[PROVIDED INFORMATION]
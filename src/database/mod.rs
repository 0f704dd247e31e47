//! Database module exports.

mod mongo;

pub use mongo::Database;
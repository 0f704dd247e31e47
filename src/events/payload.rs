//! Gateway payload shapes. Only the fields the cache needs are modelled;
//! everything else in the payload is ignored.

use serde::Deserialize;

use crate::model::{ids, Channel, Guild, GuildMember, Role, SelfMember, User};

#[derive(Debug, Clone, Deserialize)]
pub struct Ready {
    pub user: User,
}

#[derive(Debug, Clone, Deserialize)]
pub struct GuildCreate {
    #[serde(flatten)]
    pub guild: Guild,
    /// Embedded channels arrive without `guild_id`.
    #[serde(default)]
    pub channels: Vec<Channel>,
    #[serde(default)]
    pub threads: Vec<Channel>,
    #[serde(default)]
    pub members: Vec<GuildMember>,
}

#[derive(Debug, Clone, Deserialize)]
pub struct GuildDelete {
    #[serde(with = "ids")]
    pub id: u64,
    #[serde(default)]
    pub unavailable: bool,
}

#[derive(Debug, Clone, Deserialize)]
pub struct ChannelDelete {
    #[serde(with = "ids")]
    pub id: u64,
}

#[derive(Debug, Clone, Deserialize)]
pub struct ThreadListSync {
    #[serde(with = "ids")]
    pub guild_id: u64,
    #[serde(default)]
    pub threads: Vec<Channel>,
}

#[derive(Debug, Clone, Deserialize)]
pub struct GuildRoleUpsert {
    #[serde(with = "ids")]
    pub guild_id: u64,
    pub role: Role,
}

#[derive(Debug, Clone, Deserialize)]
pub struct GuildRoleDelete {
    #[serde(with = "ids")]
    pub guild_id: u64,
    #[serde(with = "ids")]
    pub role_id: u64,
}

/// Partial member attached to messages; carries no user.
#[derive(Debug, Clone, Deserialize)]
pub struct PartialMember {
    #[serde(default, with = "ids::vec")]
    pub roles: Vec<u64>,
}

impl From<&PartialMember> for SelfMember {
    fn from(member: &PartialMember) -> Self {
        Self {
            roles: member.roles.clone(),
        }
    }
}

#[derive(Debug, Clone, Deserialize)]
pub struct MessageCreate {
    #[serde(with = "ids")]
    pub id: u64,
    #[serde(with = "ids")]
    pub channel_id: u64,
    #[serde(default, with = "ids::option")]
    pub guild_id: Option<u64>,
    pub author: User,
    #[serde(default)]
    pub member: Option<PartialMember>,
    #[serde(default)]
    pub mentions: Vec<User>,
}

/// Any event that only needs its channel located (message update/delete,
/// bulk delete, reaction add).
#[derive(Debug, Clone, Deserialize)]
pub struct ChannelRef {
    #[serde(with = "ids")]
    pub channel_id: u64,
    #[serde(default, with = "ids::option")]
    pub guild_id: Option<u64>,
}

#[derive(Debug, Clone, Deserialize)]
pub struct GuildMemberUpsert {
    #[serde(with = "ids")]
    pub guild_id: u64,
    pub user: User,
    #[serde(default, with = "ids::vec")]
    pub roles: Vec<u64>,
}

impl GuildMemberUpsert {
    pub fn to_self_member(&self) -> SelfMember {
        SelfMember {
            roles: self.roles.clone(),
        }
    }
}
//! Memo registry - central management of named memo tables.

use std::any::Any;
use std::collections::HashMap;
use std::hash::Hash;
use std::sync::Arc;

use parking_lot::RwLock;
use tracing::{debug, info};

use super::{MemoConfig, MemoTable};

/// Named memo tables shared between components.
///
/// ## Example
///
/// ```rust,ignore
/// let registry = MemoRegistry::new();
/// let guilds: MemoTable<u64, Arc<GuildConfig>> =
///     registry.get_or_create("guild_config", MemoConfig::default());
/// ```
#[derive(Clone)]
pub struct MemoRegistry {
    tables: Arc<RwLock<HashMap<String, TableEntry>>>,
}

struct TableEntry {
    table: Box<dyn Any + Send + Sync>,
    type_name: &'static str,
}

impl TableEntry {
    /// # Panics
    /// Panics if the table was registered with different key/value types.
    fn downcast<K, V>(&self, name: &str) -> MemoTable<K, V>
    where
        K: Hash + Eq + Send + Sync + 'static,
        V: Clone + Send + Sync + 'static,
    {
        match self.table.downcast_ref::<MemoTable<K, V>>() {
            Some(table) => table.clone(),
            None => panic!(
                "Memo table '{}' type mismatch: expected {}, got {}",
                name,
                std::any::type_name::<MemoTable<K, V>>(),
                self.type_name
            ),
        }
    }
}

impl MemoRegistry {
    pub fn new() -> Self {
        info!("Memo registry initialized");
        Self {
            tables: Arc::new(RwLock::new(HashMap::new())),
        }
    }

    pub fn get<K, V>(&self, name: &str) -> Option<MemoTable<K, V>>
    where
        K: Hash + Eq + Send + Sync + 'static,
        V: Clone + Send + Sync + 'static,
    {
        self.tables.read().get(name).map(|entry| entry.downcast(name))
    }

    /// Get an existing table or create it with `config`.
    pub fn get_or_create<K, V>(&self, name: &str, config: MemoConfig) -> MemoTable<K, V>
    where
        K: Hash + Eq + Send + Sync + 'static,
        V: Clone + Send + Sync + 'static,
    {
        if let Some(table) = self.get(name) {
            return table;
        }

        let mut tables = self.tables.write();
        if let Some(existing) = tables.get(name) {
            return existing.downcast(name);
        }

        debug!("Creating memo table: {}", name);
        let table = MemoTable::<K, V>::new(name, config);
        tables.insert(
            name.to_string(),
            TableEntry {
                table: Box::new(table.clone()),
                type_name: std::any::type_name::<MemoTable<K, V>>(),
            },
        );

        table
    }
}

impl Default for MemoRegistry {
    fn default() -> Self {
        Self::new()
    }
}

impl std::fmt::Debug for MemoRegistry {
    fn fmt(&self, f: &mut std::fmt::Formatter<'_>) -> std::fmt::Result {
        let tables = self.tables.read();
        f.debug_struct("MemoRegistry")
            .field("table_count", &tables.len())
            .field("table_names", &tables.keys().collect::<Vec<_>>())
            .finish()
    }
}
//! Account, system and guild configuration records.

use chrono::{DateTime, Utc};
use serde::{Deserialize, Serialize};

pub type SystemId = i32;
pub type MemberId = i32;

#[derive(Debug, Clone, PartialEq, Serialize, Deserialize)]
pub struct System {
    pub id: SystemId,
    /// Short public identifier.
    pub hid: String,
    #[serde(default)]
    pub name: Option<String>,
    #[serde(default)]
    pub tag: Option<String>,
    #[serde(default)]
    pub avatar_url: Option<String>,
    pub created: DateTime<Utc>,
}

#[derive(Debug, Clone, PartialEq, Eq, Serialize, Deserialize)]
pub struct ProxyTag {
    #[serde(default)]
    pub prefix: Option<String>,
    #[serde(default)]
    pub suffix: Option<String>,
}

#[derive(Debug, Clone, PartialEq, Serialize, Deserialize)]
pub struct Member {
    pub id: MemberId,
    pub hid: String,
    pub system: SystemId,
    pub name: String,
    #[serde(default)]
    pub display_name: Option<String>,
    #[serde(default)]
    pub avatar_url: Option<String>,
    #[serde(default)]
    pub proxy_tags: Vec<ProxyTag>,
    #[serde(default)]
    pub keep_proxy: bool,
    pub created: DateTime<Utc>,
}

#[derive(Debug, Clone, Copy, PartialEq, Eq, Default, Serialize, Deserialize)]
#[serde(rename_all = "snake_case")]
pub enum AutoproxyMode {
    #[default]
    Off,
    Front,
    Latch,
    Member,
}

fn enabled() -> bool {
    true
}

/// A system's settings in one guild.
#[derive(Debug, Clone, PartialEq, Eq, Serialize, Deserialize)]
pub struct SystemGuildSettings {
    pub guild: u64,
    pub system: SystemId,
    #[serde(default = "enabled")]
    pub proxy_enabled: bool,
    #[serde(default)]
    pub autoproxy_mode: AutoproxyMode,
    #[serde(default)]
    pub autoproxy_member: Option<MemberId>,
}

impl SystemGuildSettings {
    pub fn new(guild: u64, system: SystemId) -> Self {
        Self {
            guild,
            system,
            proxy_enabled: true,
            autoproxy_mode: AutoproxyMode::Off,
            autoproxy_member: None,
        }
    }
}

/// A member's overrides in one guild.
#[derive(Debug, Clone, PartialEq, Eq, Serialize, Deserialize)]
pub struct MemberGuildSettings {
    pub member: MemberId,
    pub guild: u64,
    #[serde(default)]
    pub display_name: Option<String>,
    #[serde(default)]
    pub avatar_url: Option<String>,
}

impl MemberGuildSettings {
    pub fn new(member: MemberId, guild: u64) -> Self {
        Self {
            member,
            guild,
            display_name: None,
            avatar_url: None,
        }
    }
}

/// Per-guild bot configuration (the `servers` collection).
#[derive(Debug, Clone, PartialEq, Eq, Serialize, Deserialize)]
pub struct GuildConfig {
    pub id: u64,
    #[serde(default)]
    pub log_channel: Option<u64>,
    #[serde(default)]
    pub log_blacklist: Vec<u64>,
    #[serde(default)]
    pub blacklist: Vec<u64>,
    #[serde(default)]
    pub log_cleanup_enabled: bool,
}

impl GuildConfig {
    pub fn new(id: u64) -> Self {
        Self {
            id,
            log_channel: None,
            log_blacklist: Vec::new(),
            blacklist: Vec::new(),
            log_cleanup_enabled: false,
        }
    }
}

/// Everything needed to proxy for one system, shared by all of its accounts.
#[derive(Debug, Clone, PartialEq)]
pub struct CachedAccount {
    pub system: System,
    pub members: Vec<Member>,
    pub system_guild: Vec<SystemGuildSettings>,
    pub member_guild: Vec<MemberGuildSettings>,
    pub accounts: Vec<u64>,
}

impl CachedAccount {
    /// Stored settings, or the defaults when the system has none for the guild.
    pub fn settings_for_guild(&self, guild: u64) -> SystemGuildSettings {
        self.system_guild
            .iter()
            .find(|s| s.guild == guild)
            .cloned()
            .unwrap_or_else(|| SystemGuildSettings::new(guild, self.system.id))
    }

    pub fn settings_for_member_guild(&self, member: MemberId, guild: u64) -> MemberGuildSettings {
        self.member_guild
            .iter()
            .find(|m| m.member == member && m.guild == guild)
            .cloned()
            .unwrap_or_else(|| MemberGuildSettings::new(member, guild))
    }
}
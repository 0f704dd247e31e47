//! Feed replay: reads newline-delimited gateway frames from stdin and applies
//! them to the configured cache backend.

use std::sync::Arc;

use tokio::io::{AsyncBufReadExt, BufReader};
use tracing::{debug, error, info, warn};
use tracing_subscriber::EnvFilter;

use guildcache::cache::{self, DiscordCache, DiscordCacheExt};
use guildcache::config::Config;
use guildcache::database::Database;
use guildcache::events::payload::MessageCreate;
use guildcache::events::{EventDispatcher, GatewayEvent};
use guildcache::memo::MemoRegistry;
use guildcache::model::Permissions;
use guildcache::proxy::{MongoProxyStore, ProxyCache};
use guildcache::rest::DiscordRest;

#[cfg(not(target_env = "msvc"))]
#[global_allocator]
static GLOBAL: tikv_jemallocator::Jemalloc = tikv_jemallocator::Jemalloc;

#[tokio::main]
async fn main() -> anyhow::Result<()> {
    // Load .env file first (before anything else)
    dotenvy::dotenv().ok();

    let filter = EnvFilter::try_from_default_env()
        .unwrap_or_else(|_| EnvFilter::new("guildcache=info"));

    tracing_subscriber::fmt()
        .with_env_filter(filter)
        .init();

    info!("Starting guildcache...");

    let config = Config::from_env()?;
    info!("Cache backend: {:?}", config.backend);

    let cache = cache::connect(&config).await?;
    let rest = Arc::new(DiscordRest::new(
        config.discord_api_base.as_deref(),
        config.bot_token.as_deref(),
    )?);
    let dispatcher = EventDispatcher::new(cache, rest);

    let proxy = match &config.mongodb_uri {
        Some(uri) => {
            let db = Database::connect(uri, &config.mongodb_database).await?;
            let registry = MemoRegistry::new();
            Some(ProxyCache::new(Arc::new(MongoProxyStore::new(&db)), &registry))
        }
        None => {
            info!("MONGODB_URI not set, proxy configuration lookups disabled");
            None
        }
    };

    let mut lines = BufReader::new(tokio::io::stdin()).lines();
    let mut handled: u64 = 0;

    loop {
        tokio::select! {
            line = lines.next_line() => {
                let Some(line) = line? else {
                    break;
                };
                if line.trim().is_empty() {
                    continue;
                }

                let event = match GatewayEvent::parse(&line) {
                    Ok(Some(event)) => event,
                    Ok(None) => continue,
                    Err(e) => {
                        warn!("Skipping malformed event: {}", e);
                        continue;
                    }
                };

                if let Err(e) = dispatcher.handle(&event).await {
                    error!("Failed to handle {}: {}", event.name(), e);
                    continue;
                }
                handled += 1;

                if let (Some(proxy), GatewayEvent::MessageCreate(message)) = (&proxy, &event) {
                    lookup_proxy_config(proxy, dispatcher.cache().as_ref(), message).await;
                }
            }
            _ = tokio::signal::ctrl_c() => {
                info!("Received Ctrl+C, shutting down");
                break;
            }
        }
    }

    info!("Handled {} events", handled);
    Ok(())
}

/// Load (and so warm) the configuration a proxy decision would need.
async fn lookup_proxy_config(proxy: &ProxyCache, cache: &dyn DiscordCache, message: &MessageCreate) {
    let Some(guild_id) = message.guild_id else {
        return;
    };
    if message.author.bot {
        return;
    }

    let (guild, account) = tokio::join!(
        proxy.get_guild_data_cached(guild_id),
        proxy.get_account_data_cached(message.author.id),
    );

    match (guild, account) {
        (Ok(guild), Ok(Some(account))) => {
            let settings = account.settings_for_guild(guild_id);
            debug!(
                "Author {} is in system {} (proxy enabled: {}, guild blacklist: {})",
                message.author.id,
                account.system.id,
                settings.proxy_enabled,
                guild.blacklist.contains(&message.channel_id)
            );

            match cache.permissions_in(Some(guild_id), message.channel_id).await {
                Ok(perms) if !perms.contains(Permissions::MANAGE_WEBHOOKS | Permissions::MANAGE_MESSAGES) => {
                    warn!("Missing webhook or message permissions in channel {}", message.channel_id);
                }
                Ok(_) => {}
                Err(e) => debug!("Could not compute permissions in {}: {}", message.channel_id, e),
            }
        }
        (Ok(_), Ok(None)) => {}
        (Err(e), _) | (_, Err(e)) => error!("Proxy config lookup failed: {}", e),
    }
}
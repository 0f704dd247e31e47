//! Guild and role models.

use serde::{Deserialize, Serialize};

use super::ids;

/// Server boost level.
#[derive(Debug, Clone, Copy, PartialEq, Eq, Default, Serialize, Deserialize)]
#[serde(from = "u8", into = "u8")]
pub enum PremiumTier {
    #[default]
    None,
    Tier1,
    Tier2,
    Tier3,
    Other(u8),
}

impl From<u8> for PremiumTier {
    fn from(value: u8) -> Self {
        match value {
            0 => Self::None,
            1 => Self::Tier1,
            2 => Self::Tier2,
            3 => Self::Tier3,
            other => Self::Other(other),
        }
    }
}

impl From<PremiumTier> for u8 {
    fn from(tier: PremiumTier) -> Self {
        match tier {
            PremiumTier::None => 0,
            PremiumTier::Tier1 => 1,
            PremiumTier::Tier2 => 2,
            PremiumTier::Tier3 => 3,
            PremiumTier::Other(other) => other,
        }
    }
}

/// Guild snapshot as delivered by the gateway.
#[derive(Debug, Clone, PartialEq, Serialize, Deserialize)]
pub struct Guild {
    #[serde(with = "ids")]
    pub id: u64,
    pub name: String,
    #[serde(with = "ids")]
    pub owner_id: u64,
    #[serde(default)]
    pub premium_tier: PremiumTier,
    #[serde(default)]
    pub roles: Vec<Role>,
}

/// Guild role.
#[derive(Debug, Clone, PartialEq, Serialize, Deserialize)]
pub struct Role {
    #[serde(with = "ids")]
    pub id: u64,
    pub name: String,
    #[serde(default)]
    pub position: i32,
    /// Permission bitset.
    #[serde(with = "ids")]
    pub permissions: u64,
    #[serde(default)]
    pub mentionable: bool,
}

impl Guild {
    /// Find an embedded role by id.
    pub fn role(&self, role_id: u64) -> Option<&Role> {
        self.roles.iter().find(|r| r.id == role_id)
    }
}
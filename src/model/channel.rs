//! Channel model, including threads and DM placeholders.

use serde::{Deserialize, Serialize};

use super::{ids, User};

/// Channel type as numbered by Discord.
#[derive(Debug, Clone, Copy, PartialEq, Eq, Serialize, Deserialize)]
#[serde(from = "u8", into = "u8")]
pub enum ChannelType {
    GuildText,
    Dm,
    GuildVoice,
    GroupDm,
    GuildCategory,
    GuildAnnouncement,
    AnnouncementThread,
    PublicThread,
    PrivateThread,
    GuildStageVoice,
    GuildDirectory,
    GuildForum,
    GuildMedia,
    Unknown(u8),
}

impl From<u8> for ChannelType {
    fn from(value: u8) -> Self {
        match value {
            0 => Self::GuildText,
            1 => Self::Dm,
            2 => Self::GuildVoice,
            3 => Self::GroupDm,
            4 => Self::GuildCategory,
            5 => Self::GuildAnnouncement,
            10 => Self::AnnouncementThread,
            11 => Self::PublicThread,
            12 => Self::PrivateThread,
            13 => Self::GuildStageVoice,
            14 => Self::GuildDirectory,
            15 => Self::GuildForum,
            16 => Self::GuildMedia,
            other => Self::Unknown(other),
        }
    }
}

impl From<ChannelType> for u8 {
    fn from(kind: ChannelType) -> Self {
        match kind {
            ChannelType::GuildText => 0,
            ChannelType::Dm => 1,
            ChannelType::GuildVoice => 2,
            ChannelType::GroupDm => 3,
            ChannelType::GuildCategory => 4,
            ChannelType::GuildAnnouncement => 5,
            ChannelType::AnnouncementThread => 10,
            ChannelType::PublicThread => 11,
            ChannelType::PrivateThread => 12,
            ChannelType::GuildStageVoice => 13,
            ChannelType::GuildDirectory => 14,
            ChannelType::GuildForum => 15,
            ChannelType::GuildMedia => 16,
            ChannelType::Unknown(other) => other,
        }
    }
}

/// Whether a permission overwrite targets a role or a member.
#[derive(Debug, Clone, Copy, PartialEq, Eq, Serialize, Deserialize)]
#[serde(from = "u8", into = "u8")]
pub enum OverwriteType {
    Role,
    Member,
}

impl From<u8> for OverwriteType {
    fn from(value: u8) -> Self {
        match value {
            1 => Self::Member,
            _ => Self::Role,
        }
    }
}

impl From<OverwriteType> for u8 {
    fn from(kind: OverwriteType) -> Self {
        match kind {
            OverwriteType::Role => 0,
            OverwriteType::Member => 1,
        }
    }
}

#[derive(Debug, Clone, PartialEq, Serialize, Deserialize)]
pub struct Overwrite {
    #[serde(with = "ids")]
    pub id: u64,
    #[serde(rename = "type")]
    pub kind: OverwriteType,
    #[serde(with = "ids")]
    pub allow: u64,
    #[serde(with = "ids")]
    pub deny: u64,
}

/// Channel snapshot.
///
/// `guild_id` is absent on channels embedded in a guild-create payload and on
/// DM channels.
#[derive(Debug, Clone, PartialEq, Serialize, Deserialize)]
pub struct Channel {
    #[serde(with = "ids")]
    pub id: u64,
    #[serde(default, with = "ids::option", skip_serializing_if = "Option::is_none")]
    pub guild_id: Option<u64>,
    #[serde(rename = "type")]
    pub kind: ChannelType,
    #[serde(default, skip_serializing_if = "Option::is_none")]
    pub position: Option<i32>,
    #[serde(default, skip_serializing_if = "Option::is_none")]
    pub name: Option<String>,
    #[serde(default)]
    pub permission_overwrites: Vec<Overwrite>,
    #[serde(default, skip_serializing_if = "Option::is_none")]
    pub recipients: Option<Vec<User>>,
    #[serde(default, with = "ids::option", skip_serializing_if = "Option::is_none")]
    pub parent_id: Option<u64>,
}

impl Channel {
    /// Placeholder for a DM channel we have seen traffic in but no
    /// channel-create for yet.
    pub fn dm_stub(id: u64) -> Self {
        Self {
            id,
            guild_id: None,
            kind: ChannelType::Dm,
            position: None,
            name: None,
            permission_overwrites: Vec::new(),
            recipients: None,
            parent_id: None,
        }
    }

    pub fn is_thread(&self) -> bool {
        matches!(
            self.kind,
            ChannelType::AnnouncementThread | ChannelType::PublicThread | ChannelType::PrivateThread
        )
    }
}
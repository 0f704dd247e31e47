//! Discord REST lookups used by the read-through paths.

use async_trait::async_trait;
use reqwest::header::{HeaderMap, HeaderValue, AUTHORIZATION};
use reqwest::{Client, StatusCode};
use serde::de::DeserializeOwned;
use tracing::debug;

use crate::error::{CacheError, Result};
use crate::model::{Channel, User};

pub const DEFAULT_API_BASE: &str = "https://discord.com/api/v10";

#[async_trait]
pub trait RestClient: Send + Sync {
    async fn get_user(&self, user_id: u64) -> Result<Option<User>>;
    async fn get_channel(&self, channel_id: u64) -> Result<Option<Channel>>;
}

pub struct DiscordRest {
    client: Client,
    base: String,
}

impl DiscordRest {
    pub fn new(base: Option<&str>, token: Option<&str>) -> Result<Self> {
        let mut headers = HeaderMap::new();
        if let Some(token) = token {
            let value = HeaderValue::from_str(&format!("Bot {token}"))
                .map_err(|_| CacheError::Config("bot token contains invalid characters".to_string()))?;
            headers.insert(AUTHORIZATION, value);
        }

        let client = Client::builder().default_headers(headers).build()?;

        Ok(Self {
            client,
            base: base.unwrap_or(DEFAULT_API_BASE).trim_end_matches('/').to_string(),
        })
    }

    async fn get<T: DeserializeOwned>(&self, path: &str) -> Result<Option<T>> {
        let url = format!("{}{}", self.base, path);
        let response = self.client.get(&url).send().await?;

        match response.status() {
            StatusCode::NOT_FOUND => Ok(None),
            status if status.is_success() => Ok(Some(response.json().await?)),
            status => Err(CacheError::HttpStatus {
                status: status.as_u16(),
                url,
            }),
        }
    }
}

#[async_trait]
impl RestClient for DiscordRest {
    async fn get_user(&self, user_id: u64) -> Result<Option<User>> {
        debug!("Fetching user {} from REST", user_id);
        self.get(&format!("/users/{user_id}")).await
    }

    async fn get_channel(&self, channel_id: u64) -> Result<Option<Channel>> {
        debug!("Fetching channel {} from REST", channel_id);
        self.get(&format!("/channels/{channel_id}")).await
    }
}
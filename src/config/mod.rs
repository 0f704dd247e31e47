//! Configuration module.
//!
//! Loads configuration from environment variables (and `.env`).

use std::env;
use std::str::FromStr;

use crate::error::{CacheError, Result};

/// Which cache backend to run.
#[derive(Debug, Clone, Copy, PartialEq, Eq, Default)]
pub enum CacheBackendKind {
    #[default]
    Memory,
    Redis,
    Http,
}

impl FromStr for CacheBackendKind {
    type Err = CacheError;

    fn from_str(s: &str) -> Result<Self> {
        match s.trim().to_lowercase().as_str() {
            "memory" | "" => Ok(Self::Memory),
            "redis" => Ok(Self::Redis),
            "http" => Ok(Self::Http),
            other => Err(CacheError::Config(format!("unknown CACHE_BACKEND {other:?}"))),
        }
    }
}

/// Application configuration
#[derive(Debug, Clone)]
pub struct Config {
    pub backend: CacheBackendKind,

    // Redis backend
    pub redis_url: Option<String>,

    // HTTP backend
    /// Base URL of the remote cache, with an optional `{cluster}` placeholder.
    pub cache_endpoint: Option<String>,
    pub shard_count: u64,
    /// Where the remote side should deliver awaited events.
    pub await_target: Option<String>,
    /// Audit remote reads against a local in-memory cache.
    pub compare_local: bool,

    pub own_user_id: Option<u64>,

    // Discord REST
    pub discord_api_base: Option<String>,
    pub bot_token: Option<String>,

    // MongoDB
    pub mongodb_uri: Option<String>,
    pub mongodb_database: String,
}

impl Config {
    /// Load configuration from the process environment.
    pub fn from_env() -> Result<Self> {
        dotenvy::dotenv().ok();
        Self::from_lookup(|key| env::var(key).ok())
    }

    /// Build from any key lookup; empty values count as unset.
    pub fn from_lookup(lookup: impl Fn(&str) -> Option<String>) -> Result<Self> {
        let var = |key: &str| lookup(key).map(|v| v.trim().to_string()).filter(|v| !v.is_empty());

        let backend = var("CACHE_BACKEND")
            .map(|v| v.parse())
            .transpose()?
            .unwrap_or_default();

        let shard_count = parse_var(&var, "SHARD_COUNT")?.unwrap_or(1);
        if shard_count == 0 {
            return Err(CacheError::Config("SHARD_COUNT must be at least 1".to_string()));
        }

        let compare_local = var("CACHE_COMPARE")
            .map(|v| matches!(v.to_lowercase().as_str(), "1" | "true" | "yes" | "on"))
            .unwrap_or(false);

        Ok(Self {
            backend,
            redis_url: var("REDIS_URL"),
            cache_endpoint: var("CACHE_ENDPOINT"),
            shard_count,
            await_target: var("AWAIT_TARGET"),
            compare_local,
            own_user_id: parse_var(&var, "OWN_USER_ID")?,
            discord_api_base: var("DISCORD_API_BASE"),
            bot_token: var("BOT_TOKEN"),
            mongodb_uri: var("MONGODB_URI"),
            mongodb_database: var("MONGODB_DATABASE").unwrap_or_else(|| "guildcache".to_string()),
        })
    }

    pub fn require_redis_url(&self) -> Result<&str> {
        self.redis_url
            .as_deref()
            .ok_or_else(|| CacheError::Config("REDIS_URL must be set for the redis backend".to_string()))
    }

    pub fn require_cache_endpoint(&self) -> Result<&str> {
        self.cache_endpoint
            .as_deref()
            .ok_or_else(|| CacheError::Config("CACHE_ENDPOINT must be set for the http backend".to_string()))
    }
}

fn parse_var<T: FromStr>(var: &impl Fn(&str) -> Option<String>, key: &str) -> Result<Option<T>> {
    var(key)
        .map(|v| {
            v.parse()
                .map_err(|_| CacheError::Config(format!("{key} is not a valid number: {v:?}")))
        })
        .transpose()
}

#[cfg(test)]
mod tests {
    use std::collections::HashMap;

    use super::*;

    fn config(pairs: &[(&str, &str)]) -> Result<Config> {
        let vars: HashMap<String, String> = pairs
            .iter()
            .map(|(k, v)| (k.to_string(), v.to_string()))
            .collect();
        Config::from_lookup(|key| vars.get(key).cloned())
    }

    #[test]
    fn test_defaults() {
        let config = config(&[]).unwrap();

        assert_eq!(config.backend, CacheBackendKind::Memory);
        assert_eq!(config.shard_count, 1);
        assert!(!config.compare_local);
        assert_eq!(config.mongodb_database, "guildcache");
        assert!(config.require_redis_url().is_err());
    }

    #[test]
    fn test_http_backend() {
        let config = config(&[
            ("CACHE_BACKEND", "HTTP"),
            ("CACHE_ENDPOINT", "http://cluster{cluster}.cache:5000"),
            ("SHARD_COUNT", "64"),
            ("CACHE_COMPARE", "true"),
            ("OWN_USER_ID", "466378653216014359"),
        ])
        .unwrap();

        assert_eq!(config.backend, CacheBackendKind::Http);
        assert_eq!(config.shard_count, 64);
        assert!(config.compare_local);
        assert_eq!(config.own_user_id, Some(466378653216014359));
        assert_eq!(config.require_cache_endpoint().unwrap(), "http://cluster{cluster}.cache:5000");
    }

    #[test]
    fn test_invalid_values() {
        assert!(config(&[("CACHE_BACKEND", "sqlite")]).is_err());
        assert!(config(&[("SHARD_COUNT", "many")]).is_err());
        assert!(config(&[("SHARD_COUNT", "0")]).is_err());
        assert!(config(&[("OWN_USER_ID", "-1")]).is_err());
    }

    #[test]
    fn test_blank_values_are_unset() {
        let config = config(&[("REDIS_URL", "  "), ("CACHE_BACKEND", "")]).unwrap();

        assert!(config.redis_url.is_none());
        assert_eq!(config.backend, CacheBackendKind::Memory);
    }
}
[/PROVIDED INFORMATION]
** WHAT TO PRODUCE **
Please work out how many lines of the listing hold the word "dotenvy" and reply with only that number.

** EXERCISE RESULT **
2